Low expression of m6A reader YTHDC1 promotes progression of ovarian cancer via PIK3R1/STAT3/ GANAB axis

Background: N6-Methyladenosine (m6A) is considered to be the most prevalent and abundant internal modification observed in mRNA between viruses and mammals. As a reversible epigenetic modification, m6A controls gene expression in diverse physiological and pathological processes. Accumulating evidence in recent years reveals that aberrant expression of m6A reader proteins may have tumor-suppressing or carcinogenic functions. However, the biological role and mechanism of m6A reader YTH Domain Containing 1 (YTHDC1) in ovarian cancer progression remain inadequately understood. Methods: Quantitative RT-PCR, immunohistochemistry, Western blot, and bioinformatics analyses were undertaken for studying the YTHDC1 expression in ovarian cancer.

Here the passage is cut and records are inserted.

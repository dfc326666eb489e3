#![cfg(test)]

use std::collections::HashMap;
use std::sync::{Arc, Mutex};
use tracing::{span, Subscriber};
use tracing_core::field::{Field, Visit};
use tracing_subscriber::registry;
use tracing_subscriber::{layer::Context, registry::LookupSpan, Layer};

#[derive(Default, Debug)]
pub struct SpanData {
    pub name: String,
    pub fields: Mutex<HashMap<String, String>>, // stringified values
}

#[derive(Default, Debug)]
pub struct SpanStore {
    pub spans: Mutex<HashMap<tracing::span::Id, Arc<SpanData>>>,
}

impl SpanStore {
    /// Fields of every captured span named `name`.
    pub fn fields_of(&self, name: &str) -> Vec<HashMap<String, String>> {
        self.spans
            .lock()
            .unwrap()
            .values()
            .filter(|d| d.name == name)
            .map(|d| d.fields.lock().unwrap().clone())
            .collect()
    }
}

struct MapVisitor<'a> {
    map: &'a mut HashMap<String, String>,
}

impl Visit for MapVisitor<'_> {
    fn record_debug(&mut self, field: &Field, value: &dyn core::fmt::Debug) {
        self.map.insert(field.name().to_string(), format!("{value:?}"));
    }
    fn record_i64(&mut self, field: &Field, value: i64) {
        self.map.insert(field.name().to_string(), value.to_string());
    }
    fn record_u64(&mut self, field: &Field, value: u64) {
        self.map.insert(field.name().to_string(), value.to_string());
    }
    fn record_bool(&mut self, field: &Field, value: bool) {
        self.map.insert(field.name().to_string(), value.to_string());
    }
    fn record_str(&mut self, field: &Field, value: &str) {
        self.map.insert(field.name().to_string(), value.to_string());
    }
}

#[derive(Clone)]
pub struct CaptureLayer {
    pub store: Arc<SpanStore>,
}

impl<S> Layer<S> for CaptureLayer
where
    S: Subscriber + for<'a> LookupSpan<'a>,
{
    fn on_new_span(&self, attrs: &span::Attributes<'_>, id: &span::Id, _ctx: Context<'_, S>) {
        let data = Arc::new(SpanData {
            name: attrs.metadata().name().to_string(),
            ..Default::default()
        });
        attrs.record(&mut MapVisitor {
            map: &mut data.fields.lock().unwrap(),
        });
        self.store.spans.lock().unwrap().insert(id.clone(), data);
    }

    fn on_record(&self, id: &span::Id, values: &span::Record<'_>, _ctx: Context<'_, S>) {
        if let Some(data) = self.store.spans.lock().unwrap().get(id) {
            values.record(&mut MapVisitor {
                map: &mut data.fields.lock().unwrap(),
            });
        }
    }
}

/// Install a capturing subscriber as the thread default for the returned guard's lifetime.
pub fn install_capture() -> (Arc<SpanStore>, tracing::subscriber::DefaultGuard) {
    use tracing_subscriber::prelude::*;
    let store = Arc::new(SpanStore::default());
    let layer = CaptureLayer { store: store.clone() };
    let subscriber = registry::Registry::default().with(layer);
    let guard = tracing::subscriber::set_default(subscriber);
    (store, guard)
}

In vitro and in vivo models were used to examine the role of YTHDC1. RNA sequencing, RNA immunoprecipitation sequencing, m6A-modified RNA immunoprecipitation, actinomycin-D assay, chromatin immunoprecipitation, and Western blot were used in the investigation the regulatory mechanisms among YTHDC1, Signal Transducer and Activator of Transcription 3 (STAT3), Phosphoinositide-3-Kinase Regulatory Subunit 1 (PIK3R1), and Glucosidase II Alpha Results: Here, we found that YTHDC1 expression is decreased in ovarian cancer. Overexpression of YTHDC1 inhibited ovarian cancer development both in vivo and in vitro. Mechanistically, PIK3R1 was identified to be the direct target for YTHDC1. YTHDC1 enhanced PIK3R1 stability in an m6A-dependent manner, which subsequently inhibited GANAB expression in the N-glycan biosynthesis via the STAT3 signaling. Conclusions: Our findings unveil YTHDC1 as a tumor suppressor in the progression of ovarian cancer and as a potential prognostic biomarker that could serve as a target in ovarian cancer treatment.